Lines from the entries below that hold "existing" form the answer; copy all of them.
───── Record excerpts ─────
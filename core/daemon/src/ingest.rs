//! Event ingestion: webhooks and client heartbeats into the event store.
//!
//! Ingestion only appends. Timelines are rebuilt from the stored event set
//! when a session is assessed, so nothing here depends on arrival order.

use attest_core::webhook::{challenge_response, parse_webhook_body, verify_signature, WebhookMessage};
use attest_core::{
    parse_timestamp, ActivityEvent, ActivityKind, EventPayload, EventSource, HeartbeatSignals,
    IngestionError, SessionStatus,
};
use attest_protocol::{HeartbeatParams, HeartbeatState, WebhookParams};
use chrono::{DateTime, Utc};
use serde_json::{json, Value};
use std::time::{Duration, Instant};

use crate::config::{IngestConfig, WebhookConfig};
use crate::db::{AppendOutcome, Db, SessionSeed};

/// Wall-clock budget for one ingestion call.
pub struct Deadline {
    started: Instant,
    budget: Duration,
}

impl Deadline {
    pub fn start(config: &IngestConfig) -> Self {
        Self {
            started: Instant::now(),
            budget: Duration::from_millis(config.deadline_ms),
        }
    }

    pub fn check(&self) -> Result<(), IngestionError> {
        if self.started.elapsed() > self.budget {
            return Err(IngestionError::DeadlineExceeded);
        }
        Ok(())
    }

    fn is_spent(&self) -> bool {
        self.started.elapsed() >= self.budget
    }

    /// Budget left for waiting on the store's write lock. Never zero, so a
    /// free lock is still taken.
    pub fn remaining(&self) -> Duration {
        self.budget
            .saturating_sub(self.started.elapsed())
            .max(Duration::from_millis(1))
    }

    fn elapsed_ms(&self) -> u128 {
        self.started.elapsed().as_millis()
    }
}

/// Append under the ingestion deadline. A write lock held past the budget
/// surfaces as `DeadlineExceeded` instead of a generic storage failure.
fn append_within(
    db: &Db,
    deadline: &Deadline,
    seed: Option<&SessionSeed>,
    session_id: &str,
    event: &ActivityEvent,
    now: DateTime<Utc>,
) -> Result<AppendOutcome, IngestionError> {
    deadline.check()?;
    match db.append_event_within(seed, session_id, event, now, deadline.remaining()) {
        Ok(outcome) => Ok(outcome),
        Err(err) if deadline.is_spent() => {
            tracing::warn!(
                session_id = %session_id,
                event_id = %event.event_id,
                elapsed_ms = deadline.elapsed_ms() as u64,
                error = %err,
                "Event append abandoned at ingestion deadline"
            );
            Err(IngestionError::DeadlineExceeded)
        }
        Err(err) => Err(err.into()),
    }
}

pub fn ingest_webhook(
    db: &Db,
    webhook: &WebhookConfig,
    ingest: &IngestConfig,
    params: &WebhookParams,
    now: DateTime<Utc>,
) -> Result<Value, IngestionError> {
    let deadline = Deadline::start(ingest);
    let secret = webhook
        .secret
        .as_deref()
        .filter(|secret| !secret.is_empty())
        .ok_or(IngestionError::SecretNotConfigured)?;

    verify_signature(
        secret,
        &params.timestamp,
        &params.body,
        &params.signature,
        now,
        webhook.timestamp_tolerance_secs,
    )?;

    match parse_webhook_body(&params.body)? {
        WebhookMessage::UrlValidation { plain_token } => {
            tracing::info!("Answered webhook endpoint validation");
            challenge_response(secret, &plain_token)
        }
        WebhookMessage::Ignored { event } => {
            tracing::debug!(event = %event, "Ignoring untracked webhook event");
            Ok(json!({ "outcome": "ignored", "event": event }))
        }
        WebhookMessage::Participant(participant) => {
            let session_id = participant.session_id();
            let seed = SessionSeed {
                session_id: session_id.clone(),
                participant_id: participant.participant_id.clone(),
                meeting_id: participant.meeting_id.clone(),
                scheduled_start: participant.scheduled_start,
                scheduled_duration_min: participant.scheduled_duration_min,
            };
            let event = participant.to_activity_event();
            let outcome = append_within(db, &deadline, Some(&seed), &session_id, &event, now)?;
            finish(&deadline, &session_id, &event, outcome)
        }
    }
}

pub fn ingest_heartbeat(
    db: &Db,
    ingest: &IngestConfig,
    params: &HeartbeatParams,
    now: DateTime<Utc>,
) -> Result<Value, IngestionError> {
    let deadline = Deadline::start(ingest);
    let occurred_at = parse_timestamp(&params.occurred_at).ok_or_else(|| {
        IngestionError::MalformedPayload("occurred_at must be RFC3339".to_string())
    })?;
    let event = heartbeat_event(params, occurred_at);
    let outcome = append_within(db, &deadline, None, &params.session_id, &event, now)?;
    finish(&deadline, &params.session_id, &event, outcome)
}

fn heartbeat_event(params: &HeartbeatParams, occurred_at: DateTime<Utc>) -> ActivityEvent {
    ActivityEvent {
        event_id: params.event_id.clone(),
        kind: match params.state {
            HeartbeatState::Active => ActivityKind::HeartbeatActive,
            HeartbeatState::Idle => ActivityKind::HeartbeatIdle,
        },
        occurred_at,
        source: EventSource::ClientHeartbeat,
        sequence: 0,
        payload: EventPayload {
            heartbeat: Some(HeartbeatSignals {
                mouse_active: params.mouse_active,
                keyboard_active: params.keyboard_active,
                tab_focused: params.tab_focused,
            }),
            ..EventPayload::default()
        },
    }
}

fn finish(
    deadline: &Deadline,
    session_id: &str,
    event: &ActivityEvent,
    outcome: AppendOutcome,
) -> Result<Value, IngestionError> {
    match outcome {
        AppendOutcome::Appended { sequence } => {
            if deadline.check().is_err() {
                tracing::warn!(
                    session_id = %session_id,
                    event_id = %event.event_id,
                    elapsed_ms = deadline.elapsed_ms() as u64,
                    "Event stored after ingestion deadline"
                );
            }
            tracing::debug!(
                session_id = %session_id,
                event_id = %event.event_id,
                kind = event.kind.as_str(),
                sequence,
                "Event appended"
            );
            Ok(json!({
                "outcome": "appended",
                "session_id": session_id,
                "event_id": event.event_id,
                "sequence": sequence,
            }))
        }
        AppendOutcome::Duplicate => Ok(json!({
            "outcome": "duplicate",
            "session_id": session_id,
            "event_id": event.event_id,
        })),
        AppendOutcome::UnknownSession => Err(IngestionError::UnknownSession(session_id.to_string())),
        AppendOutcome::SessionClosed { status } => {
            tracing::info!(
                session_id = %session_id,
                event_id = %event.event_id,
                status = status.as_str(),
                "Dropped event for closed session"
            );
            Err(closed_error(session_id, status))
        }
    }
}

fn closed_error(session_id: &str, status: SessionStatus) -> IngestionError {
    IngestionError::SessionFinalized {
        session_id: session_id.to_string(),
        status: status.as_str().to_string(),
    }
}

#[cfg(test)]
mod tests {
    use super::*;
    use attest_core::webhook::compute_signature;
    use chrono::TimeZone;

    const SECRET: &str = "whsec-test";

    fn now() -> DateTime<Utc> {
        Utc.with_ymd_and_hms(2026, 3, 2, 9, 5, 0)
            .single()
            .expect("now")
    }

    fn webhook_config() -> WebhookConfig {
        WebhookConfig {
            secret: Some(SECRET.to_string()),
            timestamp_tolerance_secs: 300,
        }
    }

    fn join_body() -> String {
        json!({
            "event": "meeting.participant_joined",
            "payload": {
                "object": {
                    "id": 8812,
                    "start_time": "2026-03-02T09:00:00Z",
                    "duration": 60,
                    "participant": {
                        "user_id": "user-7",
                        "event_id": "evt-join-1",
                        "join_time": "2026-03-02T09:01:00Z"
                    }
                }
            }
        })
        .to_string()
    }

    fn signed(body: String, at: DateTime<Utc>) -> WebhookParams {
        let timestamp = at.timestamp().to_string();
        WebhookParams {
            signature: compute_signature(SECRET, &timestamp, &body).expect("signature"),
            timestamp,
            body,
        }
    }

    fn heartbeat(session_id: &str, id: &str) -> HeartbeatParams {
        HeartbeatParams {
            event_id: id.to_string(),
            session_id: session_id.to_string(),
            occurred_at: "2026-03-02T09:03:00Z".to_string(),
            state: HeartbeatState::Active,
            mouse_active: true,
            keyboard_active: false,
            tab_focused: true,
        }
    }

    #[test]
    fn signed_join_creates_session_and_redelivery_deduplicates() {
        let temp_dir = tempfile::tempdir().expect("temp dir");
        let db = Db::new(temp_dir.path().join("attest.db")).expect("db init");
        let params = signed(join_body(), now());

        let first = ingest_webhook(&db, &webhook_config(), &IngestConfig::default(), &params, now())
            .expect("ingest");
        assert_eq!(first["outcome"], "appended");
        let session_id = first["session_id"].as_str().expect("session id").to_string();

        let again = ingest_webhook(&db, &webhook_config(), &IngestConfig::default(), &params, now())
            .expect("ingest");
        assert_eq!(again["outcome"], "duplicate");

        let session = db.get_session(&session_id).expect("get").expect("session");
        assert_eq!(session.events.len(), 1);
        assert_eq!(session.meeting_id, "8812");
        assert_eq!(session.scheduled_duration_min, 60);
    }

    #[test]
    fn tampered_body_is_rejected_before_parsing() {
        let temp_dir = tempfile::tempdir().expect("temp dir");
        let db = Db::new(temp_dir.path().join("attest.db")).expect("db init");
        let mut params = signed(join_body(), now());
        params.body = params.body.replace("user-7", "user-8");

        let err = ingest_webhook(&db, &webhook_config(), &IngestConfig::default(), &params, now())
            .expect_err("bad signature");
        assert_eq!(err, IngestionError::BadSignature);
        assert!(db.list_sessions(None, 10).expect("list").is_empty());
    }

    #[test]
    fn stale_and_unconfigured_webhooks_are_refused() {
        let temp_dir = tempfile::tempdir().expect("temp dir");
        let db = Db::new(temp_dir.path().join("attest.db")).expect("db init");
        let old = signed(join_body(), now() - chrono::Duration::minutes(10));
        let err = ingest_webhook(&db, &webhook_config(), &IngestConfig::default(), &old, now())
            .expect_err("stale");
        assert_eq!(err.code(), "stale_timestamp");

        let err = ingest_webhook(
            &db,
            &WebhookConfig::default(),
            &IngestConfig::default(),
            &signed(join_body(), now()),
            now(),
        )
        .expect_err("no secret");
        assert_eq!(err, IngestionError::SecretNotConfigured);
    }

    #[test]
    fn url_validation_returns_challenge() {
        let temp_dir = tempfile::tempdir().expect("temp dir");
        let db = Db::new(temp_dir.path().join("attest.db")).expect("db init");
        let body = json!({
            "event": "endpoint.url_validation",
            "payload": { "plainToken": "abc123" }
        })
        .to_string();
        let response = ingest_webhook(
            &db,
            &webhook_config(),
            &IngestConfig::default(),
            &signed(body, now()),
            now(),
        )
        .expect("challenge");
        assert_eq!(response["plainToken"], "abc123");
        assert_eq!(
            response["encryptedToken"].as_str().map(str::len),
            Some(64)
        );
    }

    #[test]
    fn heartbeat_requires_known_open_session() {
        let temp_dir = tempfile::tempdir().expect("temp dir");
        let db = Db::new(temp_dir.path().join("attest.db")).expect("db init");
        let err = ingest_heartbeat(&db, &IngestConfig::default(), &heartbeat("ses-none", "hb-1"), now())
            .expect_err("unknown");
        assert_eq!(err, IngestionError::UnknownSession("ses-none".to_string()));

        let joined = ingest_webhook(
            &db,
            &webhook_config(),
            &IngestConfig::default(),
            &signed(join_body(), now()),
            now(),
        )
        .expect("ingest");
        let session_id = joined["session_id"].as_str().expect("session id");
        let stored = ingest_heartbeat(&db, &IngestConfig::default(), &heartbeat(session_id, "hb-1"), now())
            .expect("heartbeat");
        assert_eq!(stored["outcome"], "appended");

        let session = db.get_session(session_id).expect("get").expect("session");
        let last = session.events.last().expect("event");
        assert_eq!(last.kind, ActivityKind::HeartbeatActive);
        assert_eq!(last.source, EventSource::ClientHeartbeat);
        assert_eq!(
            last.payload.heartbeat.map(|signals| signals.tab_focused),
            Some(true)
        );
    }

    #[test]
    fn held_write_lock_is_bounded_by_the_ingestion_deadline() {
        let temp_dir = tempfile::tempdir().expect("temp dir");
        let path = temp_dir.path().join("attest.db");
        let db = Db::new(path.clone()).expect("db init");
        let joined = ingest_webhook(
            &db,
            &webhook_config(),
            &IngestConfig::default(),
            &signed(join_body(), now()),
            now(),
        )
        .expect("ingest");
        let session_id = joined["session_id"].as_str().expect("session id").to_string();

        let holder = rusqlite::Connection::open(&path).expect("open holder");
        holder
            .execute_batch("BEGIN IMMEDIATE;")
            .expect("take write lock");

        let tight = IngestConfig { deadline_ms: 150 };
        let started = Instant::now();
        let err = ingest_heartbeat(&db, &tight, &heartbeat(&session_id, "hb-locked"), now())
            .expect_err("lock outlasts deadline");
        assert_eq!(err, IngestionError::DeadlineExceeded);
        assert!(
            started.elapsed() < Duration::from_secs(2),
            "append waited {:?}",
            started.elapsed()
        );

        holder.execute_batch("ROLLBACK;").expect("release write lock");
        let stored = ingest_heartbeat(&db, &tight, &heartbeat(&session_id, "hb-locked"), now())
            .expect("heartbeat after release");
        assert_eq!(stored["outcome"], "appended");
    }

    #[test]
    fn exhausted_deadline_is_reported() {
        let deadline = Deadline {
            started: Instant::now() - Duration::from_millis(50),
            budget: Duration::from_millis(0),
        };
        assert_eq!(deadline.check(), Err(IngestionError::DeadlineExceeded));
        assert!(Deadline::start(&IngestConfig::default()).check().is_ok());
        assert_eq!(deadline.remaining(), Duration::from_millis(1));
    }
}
─────
───── Record excerpts ─────
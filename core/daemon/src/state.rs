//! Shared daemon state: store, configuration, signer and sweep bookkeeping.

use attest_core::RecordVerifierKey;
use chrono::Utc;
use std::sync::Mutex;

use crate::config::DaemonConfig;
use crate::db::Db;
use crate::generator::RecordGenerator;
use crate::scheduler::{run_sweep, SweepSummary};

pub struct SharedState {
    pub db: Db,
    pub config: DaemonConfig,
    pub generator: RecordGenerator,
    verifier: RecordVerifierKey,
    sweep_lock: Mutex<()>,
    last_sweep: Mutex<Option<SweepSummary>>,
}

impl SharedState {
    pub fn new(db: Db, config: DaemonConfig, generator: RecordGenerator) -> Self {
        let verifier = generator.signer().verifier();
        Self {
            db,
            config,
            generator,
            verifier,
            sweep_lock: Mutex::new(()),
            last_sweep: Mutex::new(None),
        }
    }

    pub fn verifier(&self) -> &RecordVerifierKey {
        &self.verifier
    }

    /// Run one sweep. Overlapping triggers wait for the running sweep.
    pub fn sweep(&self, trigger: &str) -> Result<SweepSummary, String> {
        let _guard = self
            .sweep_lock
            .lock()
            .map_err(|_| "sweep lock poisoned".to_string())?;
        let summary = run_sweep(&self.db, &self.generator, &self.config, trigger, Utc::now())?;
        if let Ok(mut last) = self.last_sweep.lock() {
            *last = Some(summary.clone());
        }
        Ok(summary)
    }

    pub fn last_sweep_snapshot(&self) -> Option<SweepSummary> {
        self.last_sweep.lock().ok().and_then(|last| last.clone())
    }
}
─────
───── Record excerpts ─────
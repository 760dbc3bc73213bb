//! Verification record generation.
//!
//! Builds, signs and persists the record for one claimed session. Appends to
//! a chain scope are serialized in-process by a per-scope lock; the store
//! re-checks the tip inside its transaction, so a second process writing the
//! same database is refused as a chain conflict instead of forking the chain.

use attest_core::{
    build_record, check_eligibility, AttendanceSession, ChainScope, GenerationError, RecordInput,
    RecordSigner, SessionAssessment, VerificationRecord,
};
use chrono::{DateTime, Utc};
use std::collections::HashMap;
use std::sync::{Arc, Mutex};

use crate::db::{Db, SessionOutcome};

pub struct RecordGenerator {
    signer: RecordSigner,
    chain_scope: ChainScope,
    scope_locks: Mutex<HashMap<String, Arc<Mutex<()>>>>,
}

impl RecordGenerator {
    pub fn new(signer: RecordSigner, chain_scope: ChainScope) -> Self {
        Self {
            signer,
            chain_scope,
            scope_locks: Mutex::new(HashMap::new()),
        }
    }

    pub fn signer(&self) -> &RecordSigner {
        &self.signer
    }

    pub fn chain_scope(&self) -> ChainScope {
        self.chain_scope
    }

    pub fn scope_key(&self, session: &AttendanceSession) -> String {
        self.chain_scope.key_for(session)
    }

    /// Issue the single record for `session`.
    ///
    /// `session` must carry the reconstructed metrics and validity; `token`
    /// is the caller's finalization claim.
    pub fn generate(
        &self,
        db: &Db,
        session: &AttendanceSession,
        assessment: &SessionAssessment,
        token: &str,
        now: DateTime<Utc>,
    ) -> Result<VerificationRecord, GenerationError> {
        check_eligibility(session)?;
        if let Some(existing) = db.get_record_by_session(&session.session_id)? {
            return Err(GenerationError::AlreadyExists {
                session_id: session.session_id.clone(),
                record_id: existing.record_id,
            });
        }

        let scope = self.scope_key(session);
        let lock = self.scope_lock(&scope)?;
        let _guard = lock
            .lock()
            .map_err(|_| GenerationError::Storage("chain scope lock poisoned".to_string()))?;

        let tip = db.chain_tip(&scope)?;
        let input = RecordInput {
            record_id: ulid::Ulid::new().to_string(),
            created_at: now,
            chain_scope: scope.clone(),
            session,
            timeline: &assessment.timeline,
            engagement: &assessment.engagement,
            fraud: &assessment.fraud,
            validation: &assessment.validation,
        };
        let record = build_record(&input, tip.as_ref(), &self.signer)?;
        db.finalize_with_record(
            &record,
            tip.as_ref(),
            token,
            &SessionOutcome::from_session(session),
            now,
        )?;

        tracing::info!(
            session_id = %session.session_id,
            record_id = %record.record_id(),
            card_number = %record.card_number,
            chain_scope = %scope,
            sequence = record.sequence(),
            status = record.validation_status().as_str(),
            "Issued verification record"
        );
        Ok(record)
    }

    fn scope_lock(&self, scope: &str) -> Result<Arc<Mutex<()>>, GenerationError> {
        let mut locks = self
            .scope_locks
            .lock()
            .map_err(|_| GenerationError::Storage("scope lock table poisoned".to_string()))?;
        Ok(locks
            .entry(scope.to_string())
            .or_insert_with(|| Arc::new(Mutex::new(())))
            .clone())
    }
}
─────
Exercise solution:
        if let Some(existing) = db.get_record_by_session(&session.session_id)? {
                record_id: existing.record_id,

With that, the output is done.